A travers sept tableaux, la compagnie le T.O.C. présente divers cas de spriritisme dans le temps (du milieu du XIXe siècle aux années 70) et l’espace (des États-Unis à la France en passant par l’Angleterre). Elle convoque même des grands noms comme Victor Hugo ou les Surréalistes André Breton, Robert Desnos, qui ont vraiment participé à ces séances un peu particulières. Devant ce spectacle, on est tour à tour (de magie… désolé) intrigué, amusé, lassé (par les changements de décors un tantinet trop longs), surpris.

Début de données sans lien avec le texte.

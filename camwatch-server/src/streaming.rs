//! 实时画面推送：每个观看者一个 WebSocket 会话

use crate::error::ApiError;
use crate::state::AppState;
use axum::{
    extract::{
        ws::{rejection::WebSocketUpgradeRejection, Message, WebSocket, WebSocketUpgrade},
        Path, State,
    },
    response::{IntoResponse, Response},
};
use camwatch::camera::CameraHandle;
use camwatch::sync::Teardown;
use camwatch_core::source::CameraIdentity;
use futures::FutureExt;
use std::panic::AssertUnwindSafe;
use std::sync::atomic::{AtomicUsize, Ordering};
use std::sync::Arc;
use std::time::Duration;
use tokio::time::MissedTickBehavior;
use tracing::{debug, error, info, warn};

/// 当前在线的观看会话数
#[derive(Debug, Clone, Default)]
pub struct ViewerGauge(Arc<AtomicUsize>);

impl ViewerGauge {
    pub fn current(&self) -> usize {
        self.0.load(Ordering::SeqCst)
    }

    fn enter(&self) -> ViewerGuard {
        self.0.fetch_add(1, Ordering::SeqCst);
        ViewerGuard(self.0.clone())
    }
}

struct ViewerGuard(Arc<AtomicUsize>);

impl Drop for ViewerGuard {
    fn drop(&mut self) {
        self.0.fetch_sub(1, Ordering::SeqCst);
    }
}

/// 会话结束原因
#[derive(Debug, Clone, Copy, PartialEq, Eq)]
enum SessionEnd {
    Cancelled,
    CameraClosed,
    ViewerLeft,
    SendFailed,
}

/// `GET /video/:id`
///
/// 先查找相机，找不到直接返回 404，不升级连接。
pub async fn video(
    State(state): State<AppState>,
    Path(id): Path<String>,
    upgrade: Result<WebSocketUpgrade, WebSocketUpgradeRejection>,
) -> Result<Response, ApiError> {
    let id = CameraIdentity::from(id);
    let handle = state.manager.camera(&id).await?;

    let upgrade = match upgrade {
        Ok(upgrade) => upgrade,
        Err(rejection) => return Ok(rejection.into_response()),
    };

    let cancel = state.shutdown.child();
    let viewers = state.viewers.clone();
    let fps_limit = state.fps_limit;
    Ok(upgrade.on_upgrade(move |socket| serve_viewer(socket, handle, cancel, fps_limit, viewers)))
}

async fn serve_viewer(
    mut socket: WebSocket,
    handle: Arc<CameraHandle>,
    cancel: Teardown,
    fps_limit: u32,
    viewers: ViewerGauge,
) {
    let _viewer = viewers.enter();
    let camera = handle.identity().clone();
    info!(camera = %camera, viewers = viewers.current(), "viewer connected");

    // 推送循环中的 panic 只结束本连接
    let outcome = AssertUnwindSafe(forward_frames(&mut socket, &handle, &cancel, fps_limit))
        .catch_unwind()
        .await;
    match outcome {
        Ok(end) => debug!(camera = %camera, ?end, "viewer session ended"),
        Err(_) => error!(camera = %camera, "viewer session panicked"),
    }

    // close 消耗 socket，只会发生一次
    if let Err(e) = socket.close().await {
        debug!(camera = %camera, "websocket close failed: {}", e);
    }
    info!(camera = %camera, "viewer disconnected");
}

async fn forward_frames(
    socket: &mut WebSocket,
    handle: &CameraHandle,
    cancel: &Teardown,
    fps_limit: u32,
) -> SessionEnd {
    let mut ticker = tokio::time::interval(Duration::from_secs(1) / fps_limit.max(1));
    ticker.set_missed_tick_behavior(MissedTickBehavior::Skip);
    let mut frames = handle.subscribe();

    loop {
        // 1. 等待节拍，同时观察取消和观看者断开
        tokio::select! {
            biased;
            _ = cancel.fired() => return SessionEnd::Cancelled,
            message = socket.recv() => match message {
                None | Some(Err(_)) | Some(Ok(Message::Close(_))) => return SessionEnd::ViewerLeft,
                Some(Ok(_)) => continue,
            },
            _ = ticker.tick() => {}
        }

        // 2. 取最新一帧
        let jpeg = match frames.capture(cancel).await {
            Ok(Some(jpeg)) => jpeg,
            Ok(None) if cancel.is_fired() => return SessionEnd::Cancelled,
            Ok(None) => return SessionEnd::CameraClosed,
            Err(e) => {
                warn!(camera = %handle.identity(), "frame capture failed: {}", e);
                continue;
            }
        };
        if jpeg.is_empty() {
            warn!(camera = %handle.identity(), "empty frame captured");
            continue;
        }

        // 3. 写出失败说明连接已断开
        if let Err(e) = socket.send(Message::Binary(jpeg.to_vec())).await {
            debug!(camera = %handle.identity(), "websocket send failed: {}", e);
            return SessionEnd::SendFailed;
        }
    }
}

Deux moments : Quand tu entends un coup, deux coups frappés sur la table tournante, alors que personne sur scène ne parait en être l’auteur. Mais comment font-ils ? Et vous serez assez étonnés de voir ce que Claude Perron est capable de faire dans le dernier tableau, je n’en dis pas plus.

La pièce stylisée aux accents documentaires (les procès verbaux des séances de tables tournantes menées par Victor Hugo et ses proches en sont le point de départ) constitue en tout cas une tentative osée de représenter cet univers inédit. Et on ne peut qu’encourager cette entreprise.

Jusqu’au samedi 16 février 2019 au Théâtre Berthelot

(épilogue)

J’aime les représentations à 19h parce que ça ne nous fait pas rentrer tard à la maison. Peine perdue, le spectacle a commencé avec une demi-heure de retard à cause de ces satanés spectateurs parigots coincés dans le métro… Ne nous plaignons pas. Pas cette fois. Ce que j’ai apprécié dans cette journée, c’était de prendre le temps. Un premier spectacle, du temps pour réfléchir, boire un thé à la menthe, prendre des notes, me faire tirer le portrait par un photographe à l’ancienne (et son appareil à collodion) au Théâtre Berthelot, un second spectacle, enfin retourner au bercail, à la fraîche, sans presser le pas. Quelques heures pour ne penser à rien d’autre. J’aime les mercredis après-midis. Et les soirs aussi.